11. En deuxième lieu, la société Marwo soutient que le décompte général est devenu définitif, ne peut plus être contesté et que les titres de recettes émis sont dépourvus de fondement.

12. Il résulte de l'instruction que le décompte général a été notifié à l'entreprise Marwo le 19 mars 2010, et comporte une ligne intitulée " pénalités (56 jours) pour mémoire (30 743,16 euros) ". Le décompte a été refusé avec mémoire en réclamation du 30 avril 2010, reçu le 3 mai 2010, intitulé " demande de remise des pénalités de retard ". Contrairement à ce que soutient le département, la réclamation du 30 avril 2010, à laquelle le département n'a pas répondu, a fait naître une décision implicite de rejet susceptible d'être contestée sans délai. Au surplus, la société avait saisi le tribunal administratif de Strasbourg le 30 septembre 2011 d'une contestation des deux premiers titres exécutoires émis.

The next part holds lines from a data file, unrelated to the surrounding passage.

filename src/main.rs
//! FileDrop Server: anonymous file hosting
//!
//! Main entry point: loads configuration, initializes logging, and starts
//! the server.

use tracing_subscriber::{EnvFilter, fmt};

use filedrop_core::config::AppConfig;
use filedrop_core::error::AppError;

#[tokio::main]
async fn main() {
    let config = match load_configuration() {
        Ok(c) => c,
        Err(e) => {
            eprintln!("Failed to load configuration: {}", e);
            std::process::exit(1);
        }
    };

    init_logging(&config);

    tracing::info!("Starting FileDrop v{}", env!("CARGO_PKG_VERSION"));

    if let Err(e) = filedrop_api::run_server(config).await {
        tracing::error!("Server error: {}", e);
        std::process::exit(1);
    }
}

/// Load configuration from `config/` and the environment
fn load_configuration() -> Result<AppConfig, AppError> {
    let env = std::env::var("FILEDROP_ENV").unwrap_or_else(|_| "development".to_string());
    AppConfig::load(&env)
}

/// Initialize tracing/logging
fn init_logging(config: &AppConfig) {
    let filter = EnvFilter::try_from_default_env()
        .unwrap_or_else(|_| EnvFilter::new(config.logging.filter_directive()));

    match config.logging.format.as_str() {
        "json" => {
            fmt()
                .json()
                .with_env_filter(filter)
                .with_target(true)
                .with_thread_ids(true)
                .init();
        }
        _ => {
            fmt()
                .pretty()
                .with_env_filter(filter)
                .with_target(true)
                .init();
        }
    }
}
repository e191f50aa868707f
//! Unified application error types for FileDrop.
//!
//! All crates map their internal errors into [`AppError`] for consistent
//! propagation through the ? operator.

use std::fmt;
use thiserror::Error;

/// Top-level error kind categorization used across the entire application.
#[derive(Debug, Clone, Copy, PartialEq, Eq, Hash, serde::Serialize, serde::Deserialize)]
pub enum ErrorKind {
    /// The requested file was not found.
    NotFound,
    /// Input validation failed.
    Validation,
    /// Storing the upload would push usage above the storage quota.
    CapacityExceeded,
    /// The request body exceeds the configured single-upload limit.
    PayloadTooLarge,
    /// The target name was taken while the request was in flight.
    Conflict,
    /// A storage I/O error occurred.
    Storage,
    /// A configuration error occurred.
    Configuration,
    /// An internal server error occurred.
    Internal,
}

impl fmt::Display for ErrorKind {
    fn fmt(&self, f: &mut fmt::Formatter<'_>) -> fmt::Result {
        match self {
            Self::NotFound => write!(f, "NOT_FOUND"),
            Self::Validation => write!(f, "VALIDATION"),
            Self::CapacityExceeded => write!(f, "CAPACITY_EXCEEDED"),
            Self::PayloadTooLarge => write!(f, "PAYLOAD_TOO_LARGE"),
            Self::Conflict => write!(f, "CONFLICT"),
            Self::Storage => write!(f, "STORAGE"),
            Self::Configuration => write!(f, "CONFIGURATION"),
            Self::Internal => write!(f, "INTERNAL"),
        }
    }
}

/// The unified application error used throughout FileDrop.
///
/// All crate-specific errors are mapped into `AppError` using `From` impls
/// or explicit `.map_err()` calls.
#[derive(Debug, Error)]
#[error("{kind}: {message}")]
pub struct AppError {
    /// The category of error.
    pub kind: ErrorKind,
    /// A human-readable error message.
    pub message: String,
    /// Optional underlying cause.
    #[source]
    pub source: Option<Box<dyn std::error::Error + Send + Sync>>,
}

impl AppError {
    /// Create a new application error.
    pub fn new(kind: ErrorKind, message: impl Into<String>) -> Self {
        Self {
            kind,
            message: message.into(),
            source: None,
        }
    }

    /// Create a new application error with an underlying cause.
    pub fn with_source(
        kind: ErrorKind,
        message: impl Into<String>,
        source: impl std::error::Error + Send + Sync + 'static,
    ) -> Self {
        Self {
            kind,
            message: message.into(),
            source: Some(Box::new(source)),
        }
    }

    /// Create a not-found error.
    pub fn not_found(message: impl Into<String>) -> Self {
        Self::new(ErrorKind::NotFound, message)
    }

    /// Create a validation error.
    pub fn validation(message: impl Into<String>) -> Self {
        Self::new(ErrorKind::Validation, message)
    }

    /// Create a capacity-exceeded error.
    pub fn capacity_exceeded(message: impl Into<String>) -> Self {
        Self::new(ErrorKind::CapacityExceeded, message)
    }

    /// Create a payload-too-large error.
    pub fn payload_too_large(message: impl Into<String>) -> Self {
        Self::new(ErrorKind::PayloadTooLarge, message)
    }

    /// Create a conflict error.
    pub fn conflict(message: impl Into<String>) -> Self {
        Self::new(ErrorKind::Conflict, message)
    }

    /// Create a storage error.
    pub fn storage(message: impl Into<String>) -> Self {
        Self::new(ErrorKind::Storage, message)
    }

    /// Create a configuration error.
    pub fn configuration(message: impl Into<String>) -> Self {
        Self::new(ErrorKind::Configuration, message)
    }

    /// Create an internal error.
    pub fn internal(message: impl Into<String>) -> Self {
        Self::new(ErrorKind::Internal, message)
    }

    /// Whether this error is of the given kind.
    pub fn is(&self, kind: ErrorKind) -> bool {
        self.kind == kind
    }
}

impl Clone for AppError {
    fn clone(&self) -> Self {
        Self {
            kind: self.kind,
            message: self.message.clone(),
            source: None,
        }
    }
}

impl From<std::io::Error> for AppError {
    fn from(err: std::io::Error) -> Self {
        Self::with_source(ErrorKind::Storage, format!("I/O error: {err}"), err)
    }
}

impl From<config::ConfigError> for AppError {
    fn from(err: config::ConfigError) -> Self {
        Self::with_source(
            ErrorKind::Configuration,
            format!("Configuration error: {err}"),
            err,
        )
    }
}
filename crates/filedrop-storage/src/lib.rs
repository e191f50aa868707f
//! # filedrop-storage
//!
//! The flat on-disk file store behind FileDrop, plus the accounting that
//! keeps it under quota: a cached usage counter, an oldest-first eviction
//! pass, and collision-free name resolution.

pub mod eviction;
pub mod naming;
pub mod providers;
pub mod usage;

pub use eviction::{EvictedFile, EvictionPolicy, EvictionReport};
pub use naming::{NameResolver, secure_filename};
pub use providers::LocalStorageProvider;
pub use usage::UsageTracker;
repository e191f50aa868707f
//! FileDrop CLI entry point.

use clap::Parser;
use tracing_subscriber::EnvFilter;

mod commands;
mod output;

use commands::Cli;

#[tokio::main]
async fn main() {
    tracing_subscriber::fmt()
        .with_env_filter(
            EnvFilter::try_from_default_env().unwrap_or_else(|_| EnvFilter::new("warn")),
        )
        .init();

    let cli = Cli::parse();

    if let Err(e) = cli.execute().await {
        output::print_error(&e.to_string());
        std::process::exit(1);
    }
}
//! # filedrop-api
//!
//! HTTP layer for FileDrop built on Axum.
//!
//! Serves the upload page, accepts multipart uploads, streams downloads,
//! and exposes a health probe. Also owns error mapping and server bootstrap.

pub mod app;
pub mod error;
pub mod extractors;
pub mod handlers;
pub mod middleware;
pub mod pages;
pub mod router;
pub mod state;

pub use app::{build_app, run_server};
pub use state::AppState;
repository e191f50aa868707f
//! Run the eviction pass once.

use clap::Args;

use filedrop_core::config::AppConfig;
use filedrop_core::error::AppError;
use filedrop_core::types::format_size;

use crate::output::{self, OutputFormat};

/// Arguments for the prune command
#[derive(Debug, Args)]
pub struct PruneArgs {
    /// Evict even when `storage.auto_delete` is off
    #[arg(long)]
    pub force: bool,
}

/// Execute the prune command
pub async fn execute(
    args: &PruneArgs,
    config: AppConfig,
    format: OutputFormat,
) -> Result<(), AppError> {
    let state = super::open_state(config).await?;

    let report = if args.force {
        state.eviction.run().await
    } else {
        match state.eviction.free_space_if_needed().await {
            Some(report) => report,
            None => {
                output::print_warning("Auto-delete is disabled; pass --force to prune anyway.");
                return Ok(());
            }
        }
    };

    if format == OutputFormat::Json {
        output::print_item(&report, &[], format);
        return Ok(());
    }

    for file in &report.removed {
        output::print_kv(&file.name, &format_size(file.size_bytes));
    }
    output::print_success(&format!(
        "Removed {} file(s), reclaimed {}; now {} of {}",
        report.removed.len(),
        format_size(report.reclaimed_bytes()),
        format_size(report.total_after),
        format_size(report.quota_bytes)
    ));
    if report.failed > 0 {
        output::print_warning(&format!("{} file(s) could not be deleted", report.failed));
    }
    if !report.is_within_quota() {
        output::print_warning("Storage is still over quota");
    }

    Ok(())
}
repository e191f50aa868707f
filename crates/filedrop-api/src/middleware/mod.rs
//! HTTP middleware.

pub mod logging;
//! Storage usage report.

use clap::Args;
use serde::Serialize;

use filedrop_core::config::AppConfig;
use filedrop_core::error::AppError;
use filedrop_core::types::format_size;

use crate::output::{self, OutputFormat};

/// Arguments for the usage command
#[derive(Debug, Args)]
pub struct UsageArgs {
    /// Force a full rescan of the storage root
    #[arg(long)]
    pub recalc: bool,
}

#[derive(Debug, Serialize)]
struct UsageReport {
    root: String,
    used_bytes: u64,
    quota_bytes: u64,
    file_count: usize,
    over_quota: bool,
}

/// Execute the usage command
pub async fn execute(
    args: &UsageArgs,
    config: AppConfig,
    format: OutputFormat,
) -> Result<(), AppError> {
    let state = super::open_state(config).await?;

    let used_bytes = state.usage.get_total(args.recalc).await?;
    let file_count = state
        .provider
        .list()
        .await?
        .iter()
        .filter(|e| e.is_file())
        .count();
    let quota_bytes = state.config.storage.quota_bytes;

    let report = UsageReport {
        root: state.config.storage.root_path.clone(),
        used_bytes,
        quota_bytes,
        file_count,
        over_quota: used_bytes > quota_bytes,
    };

    output::print_item(
        &report,
        &[
            ("Root", report.root.clone()),
            ("Used", format_size(used_bytes)),
            ("Quota", format_size(quota_bytes)),
            ("Files", file_count.to_string()),
        ],
        format,
    );
    if report.over_quota && format == OutputFormat::Table {
        output::print_warning("Storage is over quota; run `filedrop prune`.");
    }

    Ok(())
}
//! Application builder: wires router + middleware + state into an Axum app.

use std::time::Duration;

use axum::Router;

use filedrop_core::config::AppConfig;
use filedrop_core::error::AppError;
use filedrop_core::types::format_size;

use crate::router::build_router;
use crate::state::AppState;

/// Builds the complete Axum application with all routes and middleware.
pub fn build_app(state: AppState) -> Router {
    build_router(state)
}

/// Runs the FileDrop server with the given configuration.
pub async fn run_server(config: AppConfig) -> Result<(), AppError> {
    tracing::info!("Starting FileDrop server...");

    // ── Step 1: Storage root and accounting ──────────────────────
    let state = AppState::initialize(config).await?;
    let used = state.usage.get_total(true).await?;
    tracing::info!(
        root = %state.config.storage.root_path,
        used = %format_size(used),
        quota = %format_size(state.config.storage.quota_bytes),
        auto_delete = state.config.storage.auto_delete,
        "Storage ready"
    );

    // ── Step 2: Bind and serve ───────────────────────────────────
    let addr = state.config.server.bind_address();
    let grace = Duration::from_secs(state.config.server.shutdown_grace_seconds);
    let app = build_app(state);

    let listener = tokio::net::TcpListener::bind(&addr)
        .await
        .map_err(|e| AppError::internal(format!("Failed to bind {addr}: {e}")))?;

    tracing::info!("FileDrop server listening on {}", addr);

    let server = async move {
        axum::serve(listener, app)
            .with_graceful_shutdown(shutdown_signal())
            .await
    };

    // In-flight requests get `grace` to finish once shutdown starts.
    tokio::select! {
        result = server => {
            result.map_err(|e| AppError::internal(format!("Server error: {e}")))?;
        }
        _ = async {
            shutdown_signal().await;
            tokio::time::sleep(grace).await;
        } => {
            tracing::warn!(grace_seconds = grace.as_secs(), "Shutdown grace period elapsed, exiting");
        }
    }

    tracing::info!("FileDrop server stopped");
    Ok(())
}

/// Resolves on Ctrl+C or, on Unix, SIGTERM.
async fn shutdown_signal() {
    let ctrl_c = async {
        tokio::signal::ctrl_c()
            .await
            .expect("Failed to install Ctrl+C handler");
    };

    #[cfg(unix)]
    let terminate = async {
        tokio::signal::unix::signal(tokio::signal::unix::SignalKind::terminate())
            .expect("Failed to install SIGTERM handler")
            .recv()
            .await;
    };

    #[cfg(not(unix))]
    let terminate = std::future::pending::<()>();

    tokio::select! {
        _ = ctrl_c => {},
        _ = terminate => {},
    }

    tracing::info!("Shutdown signal received");
}
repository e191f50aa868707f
//! Route definitions for the FileDrop HTTP surface.
//!
//! The router receives `AppState` and passes it to all handlers via Axum's
//! `State` extractor. Stored files live at the top level of the URL space,
//! so service routes sit under `/_/`, which no sanitized file name can reach.

use axum::{
    Router,
    extract::DefaultBodyLimit,
    middleware as axum_middleware,
    routing::get,
};
use tower_http::trace::TraceLayer;

use crate::handlers;
use crate::middleware;
use crate::state::AppState;

/// Build the complete Axum router with all routes and middleware.
///
/// Receives the fully-constructed `AppState` and threads it through
/// every route via `.with_state(state)`.
pub fn build_router(state: AppState) -> Router {
    let max_upload = usize::try_from(state.config.storage.max_upload_size_bytes).unwrap_or(usize::MAX);

    Router::new()
        .route(
            "/",
            get(handlers::index::index).post(handlers::upload::upload),
        )
        .route("/_/health", get(handlers::health::health))
        .route("/{*filename}", get(handlers::download::download))
        .layer(DefaultBodyLimit::max(max_upload))
        .layer(TraceLayer::new_for_http())
        .layer(axum_middleware::from_fn(middleware::logging::request_logging))
        .with_state(state)
}
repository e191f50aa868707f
//! Core traits defined in `filedrop-core` and implemented by other crates.

pub mod storage;

pub use storage::StorageProvider;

13. Si le département soutient que le décompte est définitif dès lors que la société n'a pas contesté dans les six mois suivant sa réception le courrier qu'il lui a adressé le 30 août 2012 (reçu le 6 septembre), adressé après émission des deux nouveaux titres exécutoires en litige, lui précisant que les pénalités de retard lui sont imputables, il résulte de l'instruction que la société Marwo a saisi le tribunal administratif le 13 octobre 2012, dans le délai de six mois ouvert par le rejet express de sa réclamation. Par suite, contrairement à ce que soutient le département, le décompte n'était pas devenu définitif et la société était recevable à invoquer ledit décompte.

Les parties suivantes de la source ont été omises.